Hays then links to Jer. 16:14-15, which houses a promise of return amid denouncement for sin. I think he is correct to see a connection with Isa. 11 & 35, but there is no typology and no alteration in the “land-motif.” Better places to go would be Jer. 30:1-10; 31:1-14, 21-16; 32:37-41; 33:14-26. These show again that there is no typology and “territorial referents” are constant. Steve’s “typology” of recapitulation is not there. He has brought it with him. This shows why one should never formulate doctrine from supposed “types.”
i) When the OT presents a new Eden or new Exodus motif, that, by definition, involves shifting territorial referents.
Instead of real Eden, Eretz-Israel takes the place of Eden. Instead of real Egypt, Babylon takes the place of Egypt. So the original territorial referents change.
ii) This is characteristic of a typical relation. In typology, one concrete thing symbolizes another concrete thing. In the new Eden motif, Eden now stands for Eretz-Israel. In the new Exodus motif, Egypt now stands for Babylon.
iii) This is more than just Edenic or Exodus imagery. Rather, you have the same plotline.
In the Edenic plotline, you have expulsion and restoration. In the Exodus plotline, you have captivity and deliverance.

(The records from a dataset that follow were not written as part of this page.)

//! # Vehicle State Table
//!
//! Central mutable state, one record per vehicle, shared by the ingestion
//! loop and the interpolation ticker.
//!
//! The table sits behind a single coarse mutex; the fleet is a handful of
//! buses. All access goes through closure helpers so the lock is never held
//! across an `.await`.

use std::collections::HashMap;
use std::sync::{Mutex, MutexGuard};

use chrono::{DateTime, Utc};
use serde::Serialize;

use crate::geo_utils::normalize_bearing;
use crate::geometry::RouteGeometryStore;
use crate::interpolation::InterpolationState;
use crate::laps::LapTracker;
use crate::routes::RouteCatalog;
use crate::window::FixWindow;
use crate::{GpsPoint, RouteColor, VehicleFix};

// ============================================================================
// Vehicle State
// ============================================================================

/// Everything the tracker knows about one vehicle.
#[derive(Debug, Clone)]
pub struct VehicleState {
    pub vehicle_id: String,
    /// Registry id of the bus, when known
    pub bus_id: Option<i64>,
    pub last_fix: Option<VehicleFix>,
    /// Position shown to readers; leads or lags `last_fix` while interpolating
    pub displayed_position: GpsPoint,
    /// Last confirmed stop
    pub current_stop: Option<String>,
    pub current_stop_since: Option<DateTime<Utc>>,
    /// Whether the latest fix is inside the radius of `current_stop`
    pub within_stop_radius: bool,
    pub route_color: RouteColor,
    pub window: FixWindow,
    pub laps: LapTracker,
    pub interpolation: InterpolationState,
}

impl VehicleState {
    pub fn new(vehicle_id: impl Into<String>, window_capacity: usize) -> Self {
        Self {
            vehicle_id: vehicle_id.into(),
            bus_id: None,
            last_fix: None,
            displayed_position: GpsPoint::new(0.0, 0.0),
            current_stop: None,
            current_stop_since: None,
            within_stop_radius: false,
            route_color: RouteColor::Unknown,
            window: FixWindow::new(window_capacity),
            laps: LapTracker::new(),
            interpolation: InterpolationState::new(),
        }
    }

    pub fn has_position(&self) -> bool {
        self.last_fix.is_some()
    }

    /// Human-readable position relative to the last confirmed stop.
    pub fn status_message(&self) -> Option<String> {
        let stop = self.current_stop.as_deref()?;
        if self.within_stop_radius {
            Some(format!("Arriving at {}", stop))
        } else {
            Some(format!("Depart from {}", stop))
        }
    }

    /// Point-in-time copy for readers.
    pub fn snapshot(&self, catalog: &RouteCatalog, geometry: &RouteGeometryStore) -> VehicleSnapshot {
        let position = self.has_position().then_some(self.displayed_position);
        let next_stop = self
            .current_stop
            .as_deref()
            .and_then(|stop| catalog.next_stop(self.route_color, stop))
            .map(str::to_string);
        let route_distance_m = position.and_then(|p| {
            geometry
                .best_route(&p, self.route_color)
                .map(|line| line.distance_to_route(&p))
        });
        let active = self.laps.active();

        VehicleSnapshot {
            vehicle_id: self.vehicle_id.clone(),
            bus_id: self.bus_id,
            position,
            last_fix: self.last_fix.as_ref().map(|f| f.position),
            last_update: self.last_fix.as_ref().map(|f| f.timestamp),
            speed_kmh: self.interpolation.speed_mps * 3.6,
            bearing_deg: normalize_bearing(self.interpolation.bearing_deg),
            current_stop: self.current_stop.clone(),
            next_stop,
            status_message: self.status_message(),
            route_color: self.route_color,
            active_lap: active.is_some(),
            lap_number: self.laps.active_lap_number(),
            visit_count: active.map_or(0, |lap| lap.history.len()),
            window_fill: self.window.len(),
            route_distance_m,
        }
    }
}

/// Read-only copy of a vehicle's state, safe to hand to other tasks.
#[derive(Debug, Clone, PartialEq, Serialize)]
pub struct VehicleSnapshot {
    pub vehicle_id: String,
    pub bus_id: Option<i64>,
    /// Displayed (possibly interpolated) position
    pub position: Option<GpsPoint>,
    pub last_fix: Option<GpsPoint>,
    pub last_update: Option<DateTime<Utc>>,
    pub speed_kmh: f64,
    pub bearing_deg: f64,
    pub current_stop: Option<String>,
    pub next_stop: Option<String>,
    pub status_message: Option<String>,
    pub route_color: RouteColor,
    pub active_lap: bool,
    pub lap_number: Option<u32>,
    pub visit_count: usize,
    pub window_fill: usize,
    /// Distance from the displayed position to the vehicle's route (or the nearest one)
    pub route_distance_m: Option<f64>,
}

// ============================================================================
// Vehicle Table
// ============================================================================

/// Vehicle states keyed by vehicle id.
#[derive(Debug)]
pub struct VehicleTable {
    inner: Mutex<HashMap<String, VehicleState>>,
    window_capacity: usize,
}

impl VehicleTable {
    pub fn new(window_capacity: usize) -> Self {
        Self {
            inner: Mutex::new(HashMap::new()),
            window_capacity,
        }
    }

    fn lock(&self) -> MutexGuard<'_, HashMap<String, VehicleState>> {
        // A panic mid-update leaves a usable map; keep serving it.
        self.inner.lock().unwrap_or_else(|poisoned| poisoned.into_inner())
    }

    /// Run `f` on a vehicle, creating its record on first use.
    pub fn with_vehicle<F, R>(&self, vehicle_id: &str, f: F) -> R
    where
        F: FnOnce(&mut VehicleState) -> R,
    {
        let mut table = self.lock();
        let capacity = self.window_capacity;
        let state = table
            .entry(vehicle_id.to_string())
            .or_insert_with(|| VehicleState::new(vehicle_id, capacity));
        f(state)
    }

    /// Run `f` on a vehicle only if it is already known.
    pub fn with_existing<F, R>(&self, vehicle_id: &str, f: F) -> Option<R>
    where
        F: FnOnce(&mut VehicleState) -> R,
    {
        self.lock().get_mut(vehicle_id).map(f)
    }

    /// Run `f` over every vehicle under a single lock.
    pub fn with_all<F, R>(&self, f: F) -> R
    where
        F: FnOnce(&mut HashMap<String, VehicleState>) -> R,
    {
        let mut table = self.lock();
        f(&mut *table)
    }

    pub fn get(&self, vehicle_id: &str) -> Option<VehicleState> {
        self.lock().get(vehicle_id).cloned()
    }

    pub fn vehicle_ids(&self) -> Vec<String> {
        let mut ids: Vec<String> = self.lock().keys().cloned().collect();
        ids.sort();
        ids
    }

    pub fn len(&self) -> usize {
        self.lock().len()
    }

    pub fn is_empty(&self) -> bool {
        self.lock().is_empty()
    }

    /// Consistent snapshot of all vehicles, ordered by id.
    pub fn snapshot(
        &self,
        catalog: &RouteCatalog,
        geometry: &RouteGeometryStore,
    ) -> Vec<VehicleSnapshot> {
        let table = self.lock();
        let mut snapshots: Vec<VehicleSnapshot> = table
            .values()
            .map(|state| state.snapshot(catalog, geometry))
            .collect();
        drop(table);
        snapshots.sort_by(|a, b| a.vehicle_id.cmp(&b.vehicle_id));
        snapshots
    }
}

#[cfg(test)]
mod tests {
    use super::*;
    use crate::geofence::{campus_stops, GeofenceIndex};
    use crate::routes::campus_variants;

    fn catalog() -> RouteCatalog {
        let stops = GeofenceIndex::new(campus_stops()).unwrap();
        RouteCatalog::new(campus_variants(), &stops).unwrap()
    }

    #[test]
    fn test_lazy_creation() {
        let table = VehicleTable::new(10);
        assert!(table.is_empty());
        table.with_vehicle("bus-2", |v| v.route_color = RouteColor::Red);
        table.with_vehicle("bus-1", |_| ());
        assert_eq!(table.vehicle_ids(), vec!["bus-1", "bus-2"]);
        assert_eq!(table.get("bus-2").unwrap().route_color, RouteColor::Red);
        assert!(table.with_existing("bus-9", |_| ()).is_none());
        assert_eq!(table.get("bus-1").unwrap().window.capacity(), 10);
    }

    #[test]
    fn test_snapshot_status_and_next_stop() {
        let catalog = catalog();
        let geometry = RouteGeometryStore::new();
        let mut state = VehicleState::new("bus-1", 5);
        state.current_stop = Some("Stasiun UI".to_string());
        state.route_color = RouteColor::Red;
        state.within_stop_radius = true;

        let snap = state.snapshot(&catalog, &geometry);
        assert_eq!(snap.next_stop.as_deref(), Some("Fakultas Hukum"));
        assert_eq!(snap.status_message.as_deref(), Some("Arriving at Stasiun UI"));
        assert!(snap.position.is_none());
        assert!(snap.route_distance_m.is_none());

        state.within_stop_radius = false;
        state.route_color = RouteColor::Unknown;
        let snap = state.snapshot(&catalog, &geometry);
        assert_eq!(snap.status_message.as_deref(), Some("Depart from Stasiun UI"));
        assert!(snap.next_stop.is_none());
    }

    #[test]
    fn test_snapshot_is_a_copy() {
        let catalog = catalog();
        let geometry = RouteGeometryStore::new();
        let table = VehicleTable::new(5);
        table.with_vehicle("bus-1", |v| v.current_stop = Some("Menwa".to_string()));
        let before = table.snapshot(&catalog, &geometry);
        table.with_vehicle("bus-1", |v| v.current_stop = Some("FISIP".to_string()));
        assert_eq!(before[0].current_stop.as_deref(), Some("Menwa"));
    }
}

iv) This, in turn, involves a type/token relationship, where the general type remains the same, but different tokens exemplify the same type. In this case, the type is the master plotline while the token is one particular way the same type can be exemplified in time and space. One time or place can substitute for another time or place.
A type is repeatable or multiply-instantiable. Specific instances of the same kind. In addition, each token represents the same type, like variations on the same plotline.
v) The fact that the OT has a new Eden or new Exodus motif tells us how the OT views the theological function of land in the first place. In the OT, land has this type/token significance. That’s why the OT can swap out one territorial referent while swapping in another territorial referent.
vi) I’d also point out that a theological motif is open to further development.
Steve does not think Israel is a type.
I didn’t say Israel is not a type. I didn’t affirm or deny that Israel is a type. I didn’t say one way or the other. Rather, I said we don’t have to view Israel as a type of the church to ground the unity of the Testaments.